PROMPT: Take the lines below beginning at the line that has "pub mod memory;" and stopping after the line that has "Asynchronous counterpart of", and print them exactly as they are, with no other lines.

EXTRACTED ENTRIES:
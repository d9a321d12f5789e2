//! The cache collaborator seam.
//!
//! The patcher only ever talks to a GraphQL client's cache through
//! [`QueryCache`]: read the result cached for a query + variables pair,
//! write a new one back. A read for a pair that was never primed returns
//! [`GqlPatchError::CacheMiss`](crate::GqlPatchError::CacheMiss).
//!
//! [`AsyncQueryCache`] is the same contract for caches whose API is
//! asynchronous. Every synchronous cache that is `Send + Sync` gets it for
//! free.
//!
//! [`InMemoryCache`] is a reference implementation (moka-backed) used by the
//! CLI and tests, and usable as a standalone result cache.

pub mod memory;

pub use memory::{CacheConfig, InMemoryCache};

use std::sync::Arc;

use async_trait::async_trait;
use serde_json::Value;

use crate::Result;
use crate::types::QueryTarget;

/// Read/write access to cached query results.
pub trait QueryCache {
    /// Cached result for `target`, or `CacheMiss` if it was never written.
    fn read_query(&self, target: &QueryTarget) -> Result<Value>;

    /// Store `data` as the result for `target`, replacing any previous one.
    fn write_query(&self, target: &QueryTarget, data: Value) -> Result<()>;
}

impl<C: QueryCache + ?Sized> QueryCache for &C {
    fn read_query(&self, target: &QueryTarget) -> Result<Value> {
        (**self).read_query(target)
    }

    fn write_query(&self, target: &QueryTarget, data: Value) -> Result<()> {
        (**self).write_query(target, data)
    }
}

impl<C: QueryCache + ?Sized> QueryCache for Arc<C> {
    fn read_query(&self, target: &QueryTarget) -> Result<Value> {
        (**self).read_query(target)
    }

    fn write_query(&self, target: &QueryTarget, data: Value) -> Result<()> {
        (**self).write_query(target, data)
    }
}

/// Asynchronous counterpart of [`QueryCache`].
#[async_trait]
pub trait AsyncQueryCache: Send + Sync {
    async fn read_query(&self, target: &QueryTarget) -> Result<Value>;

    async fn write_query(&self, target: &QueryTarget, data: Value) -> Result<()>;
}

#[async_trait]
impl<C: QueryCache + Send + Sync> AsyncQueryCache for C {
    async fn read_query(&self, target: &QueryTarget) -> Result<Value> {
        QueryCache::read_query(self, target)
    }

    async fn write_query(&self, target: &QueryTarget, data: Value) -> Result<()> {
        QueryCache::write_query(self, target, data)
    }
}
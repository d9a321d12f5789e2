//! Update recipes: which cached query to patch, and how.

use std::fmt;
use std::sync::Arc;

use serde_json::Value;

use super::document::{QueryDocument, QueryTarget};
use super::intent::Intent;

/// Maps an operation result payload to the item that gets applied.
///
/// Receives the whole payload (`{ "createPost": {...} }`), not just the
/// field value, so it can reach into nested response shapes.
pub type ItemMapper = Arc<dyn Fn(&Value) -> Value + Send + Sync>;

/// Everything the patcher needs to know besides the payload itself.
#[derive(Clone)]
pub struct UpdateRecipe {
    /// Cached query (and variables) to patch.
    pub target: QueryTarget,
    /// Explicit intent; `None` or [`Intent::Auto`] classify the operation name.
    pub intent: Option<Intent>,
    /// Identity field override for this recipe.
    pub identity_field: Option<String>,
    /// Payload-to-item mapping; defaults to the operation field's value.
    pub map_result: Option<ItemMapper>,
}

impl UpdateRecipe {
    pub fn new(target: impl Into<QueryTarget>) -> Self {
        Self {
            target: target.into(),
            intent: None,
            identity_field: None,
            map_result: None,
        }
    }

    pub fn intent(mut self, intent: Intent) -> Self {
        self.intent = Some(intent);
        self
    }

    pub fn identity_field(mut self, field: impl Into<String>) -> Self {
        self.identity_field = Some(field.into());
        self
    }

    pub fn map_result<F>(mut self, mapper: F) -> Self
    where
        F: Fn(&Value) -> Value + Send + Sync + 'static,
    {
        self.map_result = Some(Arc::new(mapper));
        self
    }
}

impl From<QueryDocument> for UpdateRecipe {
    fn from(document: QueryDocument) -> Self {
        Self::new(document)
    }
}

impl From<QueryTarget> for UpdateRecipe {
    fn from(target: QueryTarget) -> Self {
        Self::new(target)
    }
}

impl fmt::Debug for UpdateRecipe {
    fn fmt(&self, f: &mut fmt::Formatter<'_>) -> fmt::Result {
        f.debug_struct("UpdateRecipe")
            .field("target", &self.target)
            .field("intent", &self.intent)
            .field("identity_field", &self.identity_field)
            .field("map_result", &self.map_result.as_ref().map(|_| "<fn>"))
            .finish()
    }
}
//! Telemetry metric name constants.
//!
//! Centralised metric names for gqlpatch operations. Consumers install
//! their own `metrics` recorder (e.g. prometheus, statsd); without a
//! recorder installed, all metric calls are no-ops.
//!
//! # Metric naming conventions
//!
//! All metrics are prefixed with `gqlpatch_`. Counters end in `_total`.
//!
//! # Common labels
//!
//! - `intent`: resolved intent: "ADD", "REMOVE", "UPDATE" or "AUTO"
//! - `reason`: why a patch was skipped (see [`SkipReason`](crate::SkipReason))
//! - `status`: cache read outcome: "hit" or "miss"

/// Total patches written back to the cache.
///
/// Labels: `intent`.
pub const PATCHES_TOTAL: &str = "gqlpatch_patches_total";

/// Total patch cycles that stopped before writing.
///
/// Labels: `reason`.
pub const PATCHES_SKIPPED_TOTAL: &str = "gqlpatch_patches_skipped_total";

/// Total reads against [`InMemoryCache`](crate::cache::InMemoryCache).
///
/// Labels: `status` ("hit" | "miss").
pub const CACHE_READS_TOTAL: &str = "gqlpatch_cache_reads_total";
==
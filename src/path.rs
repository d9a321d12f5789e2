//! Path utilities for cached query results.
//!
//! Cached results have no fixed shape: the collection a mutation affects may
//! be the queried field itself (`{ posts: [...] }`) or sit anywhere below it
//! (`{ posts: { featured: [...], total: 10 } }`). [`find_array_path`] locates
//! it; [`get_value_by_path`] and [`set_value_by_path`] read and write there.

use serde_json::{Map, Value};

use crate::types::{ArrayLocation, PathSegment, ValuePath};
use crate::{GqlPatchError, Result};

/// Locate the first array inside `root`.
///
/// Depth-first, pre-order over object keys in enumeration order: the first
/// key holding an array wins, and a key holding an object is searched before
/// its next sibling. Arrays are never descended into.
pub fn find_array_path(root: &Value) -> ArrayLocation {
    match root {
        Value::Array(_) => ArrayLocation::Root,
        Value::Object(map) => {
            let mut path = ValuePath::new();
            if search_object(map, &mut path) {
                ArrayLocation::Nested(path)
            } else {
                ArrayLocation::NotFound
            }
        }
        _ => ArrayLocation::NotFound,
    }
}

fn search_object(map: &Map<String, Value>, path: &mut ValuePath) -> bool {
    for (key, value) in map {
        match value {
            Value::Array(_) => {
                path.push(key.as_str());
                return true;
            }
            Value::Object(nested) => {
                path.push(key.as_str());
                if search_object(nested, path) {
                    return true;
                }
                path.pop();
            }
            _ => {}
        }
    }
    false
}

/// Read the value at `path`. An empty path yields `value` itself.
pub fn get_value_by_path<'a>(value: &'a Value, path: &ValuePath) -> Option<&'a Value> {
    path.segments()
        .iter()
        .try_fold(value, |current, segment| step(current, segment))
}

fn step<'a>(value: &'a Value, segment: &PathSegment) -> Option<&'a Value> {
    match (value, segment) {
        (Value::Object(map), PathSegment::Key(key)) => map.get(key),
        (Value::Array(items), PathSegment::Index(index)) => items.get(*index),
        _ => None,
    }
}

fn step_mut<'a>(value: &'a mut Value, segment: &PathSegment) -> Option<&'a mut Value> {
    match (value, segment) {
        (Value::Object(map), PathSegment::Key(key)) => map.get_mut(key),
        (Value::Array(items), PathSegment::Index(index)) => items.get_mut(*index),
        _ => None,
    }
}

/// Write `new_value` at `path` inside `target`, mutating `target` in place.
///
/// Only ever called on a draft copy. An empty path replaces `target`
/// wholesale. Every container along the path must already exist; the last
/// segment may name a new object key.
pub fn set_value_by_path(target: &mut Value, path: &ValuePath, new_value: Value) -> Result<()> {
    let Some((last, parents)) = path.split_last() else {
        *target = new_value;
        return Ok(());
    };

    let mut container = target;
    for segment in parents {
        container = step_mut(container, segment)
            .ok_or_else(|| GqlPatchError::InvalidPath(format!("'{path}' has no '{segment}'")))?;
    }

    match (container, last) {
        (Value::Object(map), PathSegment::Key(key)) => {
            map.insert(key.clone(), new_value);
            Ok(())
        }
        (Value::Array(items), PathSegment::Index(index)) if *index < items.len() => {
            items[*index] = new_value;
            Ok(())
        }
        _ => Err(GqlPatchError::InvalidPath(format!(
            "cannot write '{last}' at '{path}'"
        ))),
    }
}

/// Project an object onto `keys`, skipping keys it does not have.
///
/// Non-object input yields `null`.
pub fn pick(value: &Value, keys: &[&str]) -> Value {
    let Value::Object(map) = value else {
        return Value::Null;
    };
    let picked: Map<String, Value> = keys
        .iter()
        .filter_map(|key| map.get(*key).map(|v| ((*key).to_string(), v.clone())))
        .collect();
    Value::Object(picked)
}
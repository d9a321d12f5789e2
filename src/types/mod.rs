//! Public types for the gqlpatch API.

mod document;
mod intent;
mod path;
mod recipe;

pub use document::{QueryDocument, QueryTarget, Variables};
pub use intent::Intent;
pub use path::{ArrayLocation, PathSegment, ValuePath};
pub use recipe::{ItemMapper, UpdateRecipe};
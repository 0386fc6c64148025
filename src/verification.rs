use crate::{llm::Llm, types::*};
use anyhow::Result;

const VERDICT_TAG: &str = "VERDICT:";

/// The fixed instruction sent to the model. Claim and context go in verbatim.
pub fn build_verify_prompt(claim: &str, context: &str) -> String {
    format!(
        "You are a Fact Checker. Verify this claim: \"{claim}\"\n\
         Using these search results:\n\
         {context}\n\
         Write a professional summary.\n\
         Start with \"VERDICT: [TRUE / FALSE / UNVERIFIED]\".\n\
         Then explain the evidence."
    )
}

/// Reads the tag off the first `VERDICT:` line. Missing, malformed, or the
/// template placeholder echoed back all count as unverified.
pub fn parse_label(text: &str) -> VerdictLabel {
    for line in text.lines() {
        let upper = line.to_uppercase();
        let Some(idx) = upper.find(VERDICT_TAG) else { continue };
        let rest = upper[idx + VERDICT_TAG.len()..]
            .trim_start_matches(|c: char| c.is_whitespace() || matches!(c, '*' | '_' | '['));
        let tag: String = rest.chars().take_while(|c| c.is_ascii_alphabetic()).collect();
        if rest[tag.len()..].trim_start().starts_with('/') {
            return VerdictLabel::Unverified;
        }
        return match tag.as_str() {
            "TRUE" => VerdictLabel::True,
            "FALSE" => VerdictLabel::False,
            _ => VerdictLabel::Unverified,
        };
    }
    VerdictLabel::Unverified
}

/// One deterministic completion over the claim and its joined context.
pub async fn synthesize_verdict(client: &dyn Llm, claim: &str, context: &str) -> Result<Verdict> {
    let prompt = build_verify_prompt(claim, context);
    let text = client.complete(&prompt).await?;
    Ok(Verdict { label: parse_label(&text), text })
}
--
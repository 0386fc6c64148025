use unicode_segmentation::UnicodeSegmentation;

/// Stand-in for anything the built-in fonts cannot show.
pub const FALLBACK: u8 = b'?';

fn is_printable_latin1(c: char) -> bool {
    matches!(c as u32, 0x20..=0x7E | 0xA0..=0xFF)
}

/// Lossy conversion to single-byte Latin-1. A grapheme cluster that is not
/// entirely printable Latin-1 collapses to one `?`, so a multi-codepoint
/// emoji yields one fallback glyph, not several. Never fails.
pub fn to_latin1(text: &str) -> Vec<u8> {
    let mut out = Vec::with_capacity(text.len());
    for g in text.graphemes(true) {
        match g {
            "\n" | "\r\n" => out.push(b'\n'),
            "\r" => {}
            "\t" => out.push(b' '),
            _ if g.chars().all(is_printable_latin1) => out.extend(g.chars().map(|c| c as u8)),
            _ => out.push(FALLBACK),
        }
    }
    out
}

YOUR SOLUTION:
pub mod memory;

pub use memory::{CacheConfig, InMemoryCache};

use std::sync::Arc;

use async_trait::async_trait;
use serde_json::Value;

use crate::Result;
use crate::types::QueryTarget;

/// Read/write access to cached query results.
pub trait QueryCache {
    /// Cached result for `target`, or `CacheMiss` if it was never written.
    fn read_query(&self, target: &QueryTarget) -> Result<Value>;

    /// Store `data` as the result for `target`, replacing any previous one.
    fn write_query(&self, target: &QueryTarget, data: Value) -> Result<()>;
}

impl<C: QueryCache + ?Sized> QueryCache for &C {
    fn read_query(&self, target: &QueryTarget) -> Result<Value> {
        (**self).read_query(target)
    }

    fn write_query(&self, target: &QueryTarget, data: Value) -> Result<()> {
        (**self).write_query(target, data)
    }
}

impl<C: QueryCache + ?Sized> QueryCache for Arc<C> {
    fn read_query(&self, target: &QueryTarget) -> Result<Value> {
        (**self).read_query(target)
    }

    fn write_query(&self, target: &QueryTarget, data: Value) -> Result<()> {
        (**self).write_query(target, data)
    }
}

/// Asynchronous counterpart of [`QueryCache`].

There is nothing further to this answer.